■ Aim of the task ■
Would you output each record exactly as it stands?

■ Entries provided ■

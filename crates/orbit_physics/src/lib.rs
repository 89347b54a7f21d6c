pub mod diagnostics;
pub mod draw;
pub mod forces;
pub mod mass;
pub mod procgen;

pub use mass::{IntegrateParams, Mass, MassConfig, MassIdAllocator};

■ Output for this exercise ■
filename crates/orbit_physics/src/lib.rs
repository 89347b54a7f21d6c
pub mod diagnostics;
pub mod draw;
pub mod forces;
pub mod mass;
pub mod procgen;

pub use mass::{IntegrateParams, Mass, MassConfig, MassIdAllocator};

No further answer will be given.